However, I’m a firm believer that almost anything can be done well if enough thought and planning is put into it. And I mean anything. 
So tl;dr of the masterpost I’m leaving below the read more: I personally find hanahaki disease and soulmate aus to be extremely promising and will leave some ways you can twist them into something more interesting.
A/B/O on the other hand, I hate with a fucking passion because it has some of the worst parts of humanity etched into it, and is generally used for all the wrong reasons- though I can see it working, if you’re really fucking careful and put a lot of thought and effort into developing it, and if you have good reason for it. I’ll leave some ideas below for tips on how you might be able to pull off an a/b/o au, even if i probably wouldnt touch it with a five foot pole
So before anything, there’s a couple ways to personalize a soulmate or hanahaki disease au:
- tailor it specifically to the fandom you’re writing for (for example, a stand that causes hanahaki disease so the user tries to gain control of the person’s heart by trying to convince them that he can ‘save them’ by taking the disease ridden heart away for jojo’s) - take the idea and giving it a twist (soulmates doesn’t necessarily mean romantic partner and your soulmate can be the person you beat the shit out of, a platonic friend, a government scheme trying to keep the masses compliant, etc)
- try to base ideas in reality- exploring the cultural and societal norms, including alternate histories and alternate social movements centered around the existence of something like soulmates being common for instance. how would soulmates, particularly if you find an enemy soldier is yours, play into how a war is conducted? are soulmates to be trusted in battle? how does the political and social climate change during things such as the suffrage movement or during industrialization? or you can come up with the science behind hanahaki disease and come up with an entire slew of research and studies for it. what medications are available to lessen the symptoms? are there alternate strains? people who are immune? where does hanahaki disease come from, and has it been part of human history for long?
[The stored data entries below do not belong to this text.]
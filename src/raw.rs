//! Raw response capture.
//!
//! Enabled with the `raw-body` feature.

/// Undecoded payload of the final response.
#[derive(Clone, Debug, PartialEq, Eq)]
pub struct RawBody(pub Vec<u8>);

impl RawBody {
    pub fn as_bytes(&self) -> &[u8] {
        &self.0
    }
}
use std::time::Duration;

/// Configures retry ceiling and timeout behavior of a [`RequestExecutor`].
///
/// [`RequestExecutor`]: crate::RequestExecutor
#[derive(Clone, Debug, Eq, PartialEq)]
pub struct ExecutorOptions {
    /// Maximum number of attempts per request, initial attempt included.
    ///
    /// `0` is treated as `1`.
    pub max_attempts: usize,
    /// Connect timeout in milliseconds.
    pub connect_timeout_ms: u64,
    /// Read timeout in milliseconds.
    ///
    /// Bounds the wait for each read from the connection, not the whole
    /// exchange; a body that keeps arriving never times out.
    pub read_timeout_ms: u64,
    /// Flat pause before retrying an attempt whose response body could not
    /// be drained.
    pub runtime_retry_delay_ms: u64,
}

impl ExecutorOptions {
    pub(crate) fn attempt_ceiling(&self) -> usize {
        self.max_attempts.max(1)
    }

    pub(crate) fn connect_timeout(&self) -> Duration {
        Duration::from_millis(self.connect_timeout_ms)
    }

    pub(crate) fn read_timeout(&self) -> Duration {
        Duration::from_millis(self.read_timeout_ms)
    }

    pub(crate) fn runtime_retry_delay(&self) -> Duration {
        Duration::from_millis(self.runtime_retry_delay_ms)
    }
}

impl Default for ExecutorOptions {
    fn default() -> Self {
        Self {
            max_attempts: 3,
            connect_timeout_ms: 5_000,
            read_timeout_ms: 10_000,
            runtime_retry_delay_ms: 100,
        }
    }
}
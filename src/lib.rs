//! `rest-executor` issues REST calls on a background tokio task with a fixed
//! retry ceiling and connection-level timeouts.
//!
//! Two entry points:
//! - [`RequestExecutor::send`] returns a tagged [`Outcome`].
//! - [`RequestExecutor::execute`] is fire-and-forget and reports through a
//!   [`RequestListener`] on the caller's `LocalSet`.
//!
//! Transport failures are retried; any well-formed HTTP response, whatever
//! its status, ends the request.

mod body;
mod error;
mod executor;
mod listener;
mod options;
mod request;
mod response;

#[cfg(feature = "raw-body")]
pub mod raw;

pub use error::RequestError;
pub use executor::RequestExecutor;
pub use listener::RequestListener;
pub use options::ExecutorOptions;
pub use request::{Method, RequestSpec, TYPE_JSON, TYPE_XML};
pub use response::{Outcome, ResponseResult};

pub type Result<T> = std::result::Result<T, RequestError>;
use reqwest::StatusCode;
use serde::de::DeserializeOwned;

use crate::{body::decode_json, RequestError, RequestListener, Result};

#[cfg(feature = "raw-body")]
use crate::raw::RawBody;

/// Status and drained body of the attempt that produced a well-formed
/// HTTP response.
#[derive(Clone, Debug, PartialEq, Eq)]
pub struct ResponseResult {
    pub status: u16,
    /// Line-normalized body text, `None` when the payload was empty.
    pub body: Option<String>,
    #[cfg(feature = "raw-body")]
    pub raw: Option<RawBody>,
}

impl ResponseResult {
    /// Whether the status is exactly `200 OK`.
    pub fn is_ok(&self) -> bool {
        self.status == StatusCode::OK.as_u16()
    }

    /// Decodes the body as JSON.
    pub fn json<T: DeserializeOwned>(&self) -> Result<T> {
        decode_json(self.body.as_deref().unwrap_or_default())
    }
}

/// Final result of one request.
#[derive(Debug)]
pub enum Outcome {
    /// The server answered `200 OK`.
    Success(String),
    /// The server answered with any other status. Never retried.
    Failure { status: u16, body: String },
    /// No well-formed response was obtained.
    Error(RequestError),
}

impl Outcome {
    pub fn is_success(&self) -> bool {
        matches!(self, Self::Success(_))
    }

    /// HTTP status, if a response was received.
    pub fn status(&self) -> Option<u16> {
        match self {
            Self::Success(_) => Some(StatusCode::OK.as_u16()),
            Self::Failure { status, .. } => Some(*status),
            Self::Error(_) => None,
        }
    }

    /// Response body, if a response was received.
    pub fn body(&self) -> Option<&str> {
        match self {
            Self::Success(body) | Self::Failure { body, .. } => Some(body),
            Self::Error(_) => None,
        }
    }

    /// Decodes a successful body as JSON.
    ///
    /// Non-200 responses become [`RequestError::Decode`] carrying the status
    /// and body; transport errors are returned as-is.
    pub fn json<T: DeserializeOwned>(self) -> Result<T> {
        match self {
            Self::Success(body) => decode_json(&body),
            Self::Failure { status, body } => Err(RequestError::Decode(format!(
                "expected status 200, got {status}; body: {body}"
            ))),
            Self::Error(err) => Err(err),
        }
    }

    /// Hands the outcome to exactly one of the listener's result callbacks.
    pub fn deliver<L: RequestListener + ?Sized>(self, listener: &mut L) {
        match self {
            Self::Success(body) => listener.on_success(body),
            Self::Failure { status, body } => listener.on_failure(status, body),
            Self::Error(err) => listener.on_error(err),
        }
    }
}

impl From<ResponseResult> for Outcome {
    fn from(response: ResponseResult) -> Self {
        let body = response.body.unwrap_or_default();
        if response.status == StatusCode::OK.as_u16() {
            Self::Success(body)
        } else {
            Self::Failure {
                status: response.status,
                body,
            }
        }
    }
}

impl From<Result<ResponseResult>> for Outcome {
    fn from(result: Result<ResponseResult>) -> Self {
        match result {
            Ok(response) => response.into(),
            Err(err) => Self::Error(err),
        }
    }
}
With these ideas, they seem shallow and silly on the surface (and there’s nothing wrong with silly and shallow, if it’s done well and is inoffensive; sometimes i just need a good fairytale bullshit fix of flower tattoos appearing on your skin when your gf is near) but there’s still an underlying potential that makes them worthwhile to explore and keep around, especially if you mix and match with different genres like fantasy, modern magic, solarpunk, scifi, horror, thriller, etc!! 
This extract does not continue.